Après 26 journées intenses, la phase régulière du Top 14 a livré son verdict, confirmant une nouvelle fois la compétition comme la plus exigeante et imprévisible du rugby mondial. La saison 2025-2026 aura en outre apporté plusieurs enseignements majeurs.
**Toulouse, maître incontesté du rugby français**
Malgré une saison européenne décevante, le Stade Toulousain a dominé le championnat national. Sous la houlette d’Ugo Mola, les « Rouge et Noir » sont restés quasi-inamovibles en tête du classement, validant leur place en demi-finale avec plusieurs semaines d’avance. « Même les deux points retirés dans l’affaire Melvyn Jaminet n’auront finalement eu aucun impact. » Leur force de frappe pendant les doublons internationaux a particulièrement impressionné, là où de nombreux concurrents ont flanché. Reste à voir si Toulouse saura retrouver son meilleur niveau, après une fin de saison plus irrégulière.
**Une lutte acharnée pour le Top 6**
Comme à son habitude, la qualification pour les phases finales s’est jouée au détail, parfois à un point près, traduisant l’homogénéité exceptionnelle du championnat. Le Stade Français, Pau ou encore le Racing 92 ont su tirer leur épingle du jeu, malgré des parcours très contrastés. « Un chiffre résume parfaitement cette densité : Toulouse est la seule équipe présente en phase finale lors des deux dernières saisons. »
**Le rugby offensif toujours plus spectaculaire**
Le Top 14 a atteint cette année un nouveau palier offensif. Avec une moyenne proche de 60 points inscrits par rencontre et 7,5 essais par match, le spectacle a gagné en intensité. « Les nouvelles règles favorisant le jeu, les pelouses de meilleure qualité et une philosophie de plus en plus offensive ont transformé le spectacle proposé chaque week-end. Les supporters ont rarement été aussi gâtés. »
**Le fiasco de Bordeaux-Bègles**
En contrepoint, l’Union Bordeaux-Bègles déçoit fortement. Si les Girondins ont conquis une deuxième Champions Cup consécutive, leur échec dans la quête du Bouclier de Brennus est patent. « Quatre défaites à domicile, un effectif usé par l’enchaînement des compétitions et une élimination dès la fin de la saison régulière : l’UBB a manqué son rendez-vous avec le Top 14. »
**Bayonne et Lyon, gros ratés de la saison**
Autres grandes désillusions : Bayonne et Lyon. Alors que l’Aviron, demi-finaliste la saison précédente, s’est effacé en 2026 pour terminer dans les bas-fonds, le LOU, malgré le deuxième budget du championnat après Toulouse, a fini dans un anonymat total.
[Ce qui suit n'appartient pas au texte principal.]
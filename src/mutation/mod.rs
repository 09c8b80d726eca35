//! Mutation library - string and name transformations
//!
//! Every function takes the settings and an injected random source and returns a
//! fresh value. Steps that may or may not fire return [`Mutated`] so the caller
//! can record what actually happened.
//!
//! Structure: separator, domain and mutation-set selection
//! Names: surname parsing, shortening, letter duplication
//! Text: symbol insertion, vowel drop, leetspeak
//! Digits: prefix and suffix generation

mod digits;
mod names;
mod structure;
mod text;

pub use digits::{append_digits, prepend_digits, suffix_with_style, SuffixStyle};
pub use names::{duplicate_at, duplicate_letter, parse_surname, shorten};
pub use structure::{domain, mutation_set, separator, SEPARATORS};
pub use text::{
    drop_vowels, drop_vowels_in, insert_at, insert_symbol, leetspeak, translate_all,
    DOUBLED_JUNK, JUNK_CHARS,
};

pub use crate::types::Mutated;

use rand::distributions::{Distribution, WeightedIndex};
use rand::Rng;

use crate::config_error;
use crate::error::Result;

/// `true` with probability `p`
pub(crate) fn chance<R: Rng + ?Sized>(rng: &mut R, p: f64) -> bool {
    rng.gen::<f64>() < p
}

/// Index drawn according to `weights`
pub(crate) fn weighted_index<R: Rng + ?Sized>(
    rng: &mut R,
    weights: &[f64],
    what: &str,
) -> Result<usize> {
    let dist = WeightedIndex::new(weights)
        .map_err(|e| config_error!("invalid {} weights: {}", what, e))?;
    Ok(dist.sample(rng))
}

#[cfg(test)]
mod tests {
    use super::*;
    use rand::rngs::StdRng;
    use rand::SeedableRng;

    #[test]
    fn test_chance_bounds() {
        let mut rng = StdRng::seed_from_u64(1);
        assert!((0..100).all(|_| !chance(&mut rng, 0.0)));
        assert!((0..100).all(|_| chance(&mut rng, 1.0)));
    }

    #[test]
    fn test_weighted_index_skips_zero_weights() {
        let mut rng = StdRng::seed_from_u64(2);
        for _ in 0..200 {
            assert_eq!(weighted_index(&mut rng, &[0.0, 1.0, 0.0], "test").unwrap(), 1);
        }
        assert!(weighted_index(&mut rng, &[], "empty").is_err());
    }
}
//! Structural choices made before any text is mutated

use rand::seq::SliceRandom;
use rand::Rng;

use super::{chance, weighted_index};
use crate::error::Result;
use crate::settings::Settings;
use crate::types::{MutationKind, MutationSet};

/// Symbol separators, in the order of `Settings::separator_weights`
pub const SEPARATORS: [&str; 3] = [".", "_", "-"];

/// Pick the name/surname separator.
///
/// On the heavy path the separator may be empty. The light path always gets a
/// symbol, since it otherwise produces plain `namesurname` addresses.
pub fn separator<R: Rng + ?Sized>(
    settings: &Settings,
    rng: &mut R,
    heavy: bool,
) -> Result<&'static str> {
    if !heavy || chance(rng, settings.separator_prb) {
        let idx = weighted_index(rng, &settings.separator_weights, "separator")?;
        Ok(SEPARATORS[idx])
    } else {
        Ok("")
    }
}

/// Pick a domain according to `domain_weights`
pub fn domain<'a, R: Rng + ?Sized>(settings: &'a Settings, rng: &mut R) -> Result<&'a str> {
    let idx = weighted_index(rng, &settings.domain_weights, "domain")?;
    settings
        .domains
        .get(idx)
        .map(String::as_str)
        .ok_or_else(|| crate::config_error!("domain weights outnumber domains"))
}

/// Sample 1-3 distinct mutation kinds
pub fn mutation_set<R: Rng + ?Sized>(settings: &Settings, rng: &mut R) -> Result<MutationSet> {
    let count = weighted_index(rng, &settings.mutation_count_weights, "mutation count")? + 1;
    let kinds = &MutationKind::ALL;
    Ok(MutationSet::new(
        kinds.choose_multiple(rng, count.min(kinds.len())).copied(),
    ))
}
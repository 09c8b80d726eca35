//! Batch generation and duplicate statistics

pub mod driver;
pub mod report;

// Re-export main functionality
pub use driver::{generate_batch, BatchConfig, BatchGenerator};
pub use report::{duplicate_proportion, duplicate_stats, BatchOutput, BatchReport, DuplicateStats};
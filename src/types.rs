//! Core types and structures for email-forge

use serde::{Deserialize, Serialize};

/// Optional mutation scheduled for a heavy-path attempt
#[derive(Debug, Clone, Copy, PartialEq, Eq, Hash, Serialize, Deserialize)]
#[serde(rename_all = "snake_case")]
pub enum MutationKind {
    SymbolInsertion,
    VowelDrop,
    Leetspeak,
    DigitPrefix,
    DigitSuffix,
}

impl MutationKind {
    /// Every kind, in pipeline order
    pub const ALL: [MutationKind; 5] = [
        MutationKind::SymbolInsertion,
        MutationKind::VowelDrop,
        MutationKind::Leetspeak,
        MutationKind::DigitPrefix,
        MutationKind::DigitSuffix,
    ];
}

impl std::fmt::Display for MutationKind {
    fn fmt(&self, f: &mut std::fmt::Formatter<'_>) -> std::fmt::Result {
        match self {
            MutationKind::SymbolInsertion => write!(f, "symbol_insertion"),
            MutationKind::VowelDrop => write!(f, "vowel_drop"),
            MutationKind::Leetspeak => write!(f, "leetspeak"),
            MutationKind::DigitPrefix => write!(f, "digit_prefix"),
            MutationKind::DigitSuffix => write!(f, "digit_suffix"),
        }
    }
}

/// Unordered set of distinct mutation kinds
#[derive(Debug, Clone, Default, PartialEq, Eq, Serialize, Deserialize)]
pub struct MutationSet {
    kinds: Vec<MutationKind>,
}

impl MutationSet {
    pub fn new(kinds: impl IntoIterator<Item = MutationKind>) -> Self {
        let mut set = Self::default();
        for kind in kinds {
            if !set.kinds.contains(&kind) {
                set.kinds.push(kind);
            }
        }
        set
    }

    pub fn contains(&self, kind: MutationKind) -> bool {
        self.kinds.contains(&kind)
    }

    pub fn len(&self) -> usize {
        self.kinds.len()
    }

    pub fn is_empty(&self) -> bool {
        self.kinds.is_empty()
    }
}

/// Lowercase name and surname
#[derive(Debug, Clone, PartialEq, Eq, Serialize, Deserialize)]
pub struct NamePair {
    pub name: String,
    pub surname: String,
}

impl NamePair {
    pub fn new(name: impl Into<String>, surname: impl Into<String>) -> Self {
        Self {
            name: name.into(),
            surname: surname.into(),
        }
    }
}

/// Which branch produced an email
#[derive(Debug, Clone, Copy, PartialEq, Eq, Serialize, Deserialize)]
#[serde(rename_all = "lowercase")]
pub enum SynthesisPath {
    /// Full pipeline: shortening, insertion, vowel drop, leetspeak, digit affixes
    Heavy,
    /// Letter duplication and surname digits only
    Light,
}

impl std::fmt::Display for SynthesisPath {
    fn fmt(&self, f: &mut std::fmt::Formatter<'_>) -> std::fmt::Result {
        match self {
            SynthesisPath::Heavy => write!(f, "heavy"),
            SynthesisPath::Light => write!(f, "light"),
        }
    }
}

/// A step that actually changed the username
#[derive(Debug, Clone, Copy, PartialEq, Eq, Serialize, Deserialize)]
#[serde(rename_all = "snake_case")]
pub enum AppliedMutation {
    Shorten,
    Scheduled(MutationKind),
    DuplicateLetter,
    SurnameDigits,
}

/// Record of the mutations applied during one attempt
#[derive(Debug, Clone, Default, PartialEq, Eq, Serialize, Deserialize)]
pub struct MutationReport {
    applied: Vec<AppliedMutation>,
}

impl MutationReport {
    pub fn new() -> Self {
        Self::default()
    }

    /// Record `mutation` when `applied` is true
    pub fn record(&mut self, mutation: AppliedMutation, applied: bool) {
        if applied {
            self.applied.push(mutation);
        }
    }

    pub fn count(&self) -> usize {
        self.applied.len()
    }

    pub fn is_empty(&self) -> bool {
        self.applied.is_empty()
    }

    pub fn applied(&self) -> &[AppliedMutation] {
        &self.applied
    }
}

/// Result of a mutation step: the new value and whether it counts as applied
#[derive(Debug, Clone, PartialEq, Eq)]
pub struct Mutated<T> {
    pub value: T,
    pub applied: bool,
}

impl<T> Mutated<T> {
    pub fn changed(value: T) -> Self {
        Self { value, applied: true }
    }

    pub fn unchanged(value: T) -> Self {
        Self { value, applied: false }
    }
}

/// An accepted email together with how it was produced
#[derive(Debug, Clone, PartialEq, Eq, Serialize, Deserialize)]
pub struct SynthesizedEmail {
    pub email: String,
    pub username: String,
    pub domain: String,
    pub path: SynthesisPath,
    pub mutations: MutationReport,
    /// 1-based attempt that passed the guard
    pub attempt: u32,
}

impl SynthesizedEmail {
    /// Number of ASCII digits in the username
    pub fn digit_count(&self) -> usize {
        count_digits(&self.username)
    }
}

/// Number of ASCII digits in `s`
pub fn count_digits(s: &str) -> usize {
    s.chars().filter(|c| c.is_ascii_digit()).count()
}
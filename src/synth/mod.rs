//! Email synthesis
//!
//! Validates the name pair, then retries the heavy or light mutation pipeline
//! until the username meets the configured length and digit constraints.

pub mod synthesizer;
pub mod validator;

// Re-export main functionality
pub use synthesizer::EmailSynthesizer;
pub use validator::NameValidator;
**Le vrai problème : les impasses stratégiques**
Si la qualité du jeu s’est élevée, le sujet des « impasses » a animé les débats. Confrontés à un calendrier surchargé, certains clubs ont volontairement négligé des rencontres importantes. « Des affiches très attendues se sont parfois transformées en matchs déséquilibrés, avec des équipes largement remaniées. Le 66-0 infligé par La Rochelle à Toulon ou certains derbys disputés sans plusieurs cadres ont laissé un goût amer à de nombreux supporters. »
**Une phase finale qui promet un final explosif**
Malgré ces ombres, le Top 14 continue d’offrir un suspense unique. Le championnat a battu ses records offensifs, et les écarts entre prétendants restent infimes. Alors que Toulouse vise un quatrième Bouclier de Brennus consécutif, « jamais les prétendants n’ont semblé aussi nombreux à croire en leurs chances. » La phase finale peut désormais débuter dans une ambiance électrique.